An Analytic Cauchy Problem in the Class of Functions with an Integral Metric in Spatial and Temporal Variables

Abstract

The article considers the complex Cauchy problem for general systems of linear differential equations in Lebesgue's Banach spaces with the weight of analytic functions with integral metrics. The functions from the solution spaces can admit power law-type singularities in integral sense when approaching the cone lateral boundary. The necessary and sufficient conditions under which the stated Cauchy problem is a locally well- posed one in the specified scale of functional spaces are derived. It turns out that these conditions for the orders of differential operators in case of extended singularities of solutions over the cone lateral boundary are identical with the Leray-Volevich conditions. In case of one equation containing the Kovalevskaya inequalities, these conditions are less restrictive than they are in the case of extended singularities of the solution over the cylinder lateral surface.
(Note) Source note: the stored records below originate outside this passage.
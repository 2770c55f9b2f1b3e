//! Session lifecycle for Pairgate.
//!
//! A session is one logged-in chat account. The [`SessionManager`] creates
//! clients on demand, restores them from the [`CredentialStore`] on start,
//! and keeps at most one live [`ClientHandle`] per id in its
//! [`SessionRegistry`].

/// On-disk credential directories.
pub mod credentials;
/// The live client for one session.
pub mod handle;
/// Session orchestration.
pub mod manager;
/// Terminal rendering of pairing codes.
pub mod qr;
/// In-memory session map.
pub mod registry;

pub use credentials::{CredentialScan, CredentialStore};
pub use handle::{AuthOutcome, ClientHandle, ConnectionStatus, HandleSnapshot};
pub use manager::{RestoreReport, SessionConfig, SessionManager};
pub use registry::SessionRegistry;
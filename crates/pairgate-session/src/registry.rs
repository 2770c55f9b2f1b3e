use crate::handle::ClientHandle;
use pairgate_core::{PairgateResult, SessionId};
use parking_lot::RwLock;
use std::collections::HashMap;
use std::sync::Arc;

/// In-memory map from session id to its live client.
///
/// All mutations go through one lock, so check-then-insert is atomic and
/// there is never more than one handle per id. The lock is never held
/// across an `.await`.
#[derive(Default)]
pub struct SessionRegistry {
    handles: RwLock<HashMap<SessionId, Arc<ClientHandle>>>,
}

impl SessionRegistry {
    /// An empty registry.
    pub fn new() -> Self {
        Self::default()
    }

    /// Live handle for `session_id`, if registered.
    pub fn get(&self, session_id: &str) -> Option<Arc<ClientHandle>> {
        self.handles.read().get(session_id).cloned()
    }

    /// Whether `session_id` is registered.
    pub fn contains(&self, session_id: &str) -> bool {
        self.handles.read().contains_key(session_id)
    }

    /// Return the handle for `session_id`, building it with `build` if absent.
    ///
    /// The boolean is `true` when `build` ran. `build` runs under the
    /// registry lock and must not block.
    pub fn get_or_insert_with<F>(
        &self,
        session_id: &SessionId,
        build: F,
    ) -> PairgateResult<(Arc<ClientHandle>, bool)>
    where
        F: FnOnce() -> PairgateResult<Arc<ClientHandle>>,
    {
        let mut handles = self.handles.write();
        if let Some(existing) = handles.get(session_id) {
            return Ok((existing.clone(), false));
        }
        let handle = build()?;
        handles.insert(session_id.clone(), handle.clone());
        Ok((handle, true))
    }

    /// Swap in a new handle when `should_replace` approves the current one.
    ///
    /// Returns `None` for an unknown id, `Some((current, None))` when the
    /// current handle is kept, and `Some((new, Some(old)))` after a swap.
    pub fn replace_if<P, F>(
        &self,
        session_id: &str,
        should_replace: P,
        build: F,
    ) -> PairgateResult<Option<(Arc<ClientHandle>, Option<Arc<ClientHandle>>)>>
    where
        P: FnOnce(&ClientHandle) -> bool,
        F: FnOnce(&SessionId) -> PairgateResult<Arc<ClientHandle>>,
    {
        let mut handles = self.handles.write();
        let Some((id, current)) = handles.get_key_value(session_id) else {
            return Ok(None);
        };
        if !should_replace(current.as_ref()) {
            return Ok(Some((current.clone(), None)));
        }
        let id = id.clone();
        let replacement = build(&id)?;
        let old = handles.insert(id, replacement.clone());
        Ok(Some((replacement, old)))
    }

    /// Unregister `session_id`, returning its handle.
    pub fn remove(&self, session_id: &str) -> Option<Arc<ClientHandle>> {
        self.handles.write().remove(session_id)
    }

    /// Remove `session_id` only if `predicate` still holds under the lock.
    pub fn remove_if<P>(&self, session_id: &str, predicate: P) -> Option<Arc<ClientHandle>>
    where
        P: FnOnce(&ClientHandle) -> bool,
    {
        let mut handles = self.handles.write();
        if handles.get(session_id).is_some_and(|h| predicate(h.as_ref())) {
            handles.remove(session_id)
        } else {
            None
        }
    }

    /// Remove and return every handle.
    pub fn drain(&self) -> Vec<Arc<ClientHandle>> {
        self.handles.write().drain().map(|(_, h)| h).collect()
    }

    /// Snapshot of all handles, sorted by session id.
    pub fn handles(&self) -> Vec<Arc<ClientHandle>> {
        let mut handles: Vec<_> = self.handles.read().values().cloned().collect();
        handles.sort_by(|a, b| a.session_id().cmp(b.session_id()));
        handles
    }

    /// Number of registered sessions.
    pub fn len(&self) -> usize {
        self.handles.read().len()
    }

    /// Whether no session is registered.
    pub fn is_empty(&self) -> bool {
        self.handles.read().is_empty()
    }
}

#[cfg(test)]
#[allow(clippy::unwrap_used, clippy::expect_used)]
mod tests {
    use super::*;
    use crate::handle::ConnectionStatus;
    use pairgate_channels::{ScriptedTransport, TransportEvent};
    use pairgate_core::PairgateError;
    use std::path::PathBuf;

    fn make(id: &SessionId) -> PairgateResult<Arc<ClientHandle>> {
        let (transport, _rx) = ScriptedTransport::new(id.clone(), PathBuf::from("/tmp"), vec![]);
        Ok(Arc::new(ClientHandle::new(
            id.clone(),
            PathBuf::from("/tmp"),
            Arc::new(transport),
        )))
    }

    #[test]
    fn test_get_or_insert_is_idempotent() {
        let registry = SessionRegistry::new();
        let id = SessionId::parse("alice").unwrap();

        let (first, created) = registry.get_or_insert_with(&id, || make(&id)).unwrap();
        assert!(created);
        let (second, created) = registry
            .get_or_insert_with(&id, || panic!("must not build twice"))
            .unwrap();
        assert!(!created);
        assert!(Arc::ptr_eq(&first, &second));
        assert_eq!(registry.len(), 1);
    }

    #[test]
    fn test_build_failure_leaves_no_entry() {
        let registry = SessionRegistry::new();
        let id = SessionId::parse("broken").unwrap();
        let result = registry.get_or_insert_with(&id, || Err(PairgateError::Transport("nope".into())));
        assert!(result.is_err());
        assert!(registry.is_empty());
    }

    #[test]
    fn test_replace_if() {
        let registry = SessionRegistry::new();
        let id = SessionId::parse("alice").unwrap();
        let (original, _) = registry.get_or_insert_with(&id, || make(&id)).unwrap();

        let (kept, old) = registry
            .replace_if("alice", |h| h.status() == ConnectionStatus::Disconnected, make)
            .unwrap()
            .unwrap();
        assert!(old.is_none());
        assert!(Arc::ptr_eq(&kept, &original));

        original.apply(&TransportEvent::Disconnected {
            reason: "gone".into(),
        });
        let (fresh, old) = registry
            .replace_if("alice", |h| h.status() == ConnectionStatus::Disconnected, make)
            .unwrap()
            .unwrap();
        assert!(Arc::ptr_eq(&old.unwrap(), &original));
        assert_eq!(fresh.status(), ConnectionStatus::Initializing);
        assert_eq!(registry.len(), 1);

        assert!(registry.replace_if("nobody", |_| true, make).unwrap().is_none());
    }

    #[test]
    fn test_remove_if_rechecks() {
        let registry = SessionRegistry::new();
        let id = SessionId::parse("alice").unwrap();
        registry.get_or_insert_with(&id, || make(&id)).unwrap();

        assert!(registry.remove_if("alice", |_| false).is_none());
        assert!(registry.remove_if("alice", |_| true).is_some());
        assert!(!registry.contains("alice"));
    }
}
Thus, the inequalities either exactly describe the structure of systems of linear differential equations for which the Cauchy problem is locally well-posed in the specified class, or they describe the scale of functional spaces in which the specified Cauchy problem is locally a well-posed one. In the course of proving the main theorem, new lemmas about the integral properties of analytic functions have been obtained, which may be of interest for the theory of functions of complex variable. These lemmas show an estimate for the norm of derivative from an analytic function through the norm of the function itself; they also show an estimate of the norm of integral with a parameter from the analytic function through the norm of the initial function, as well as other properties.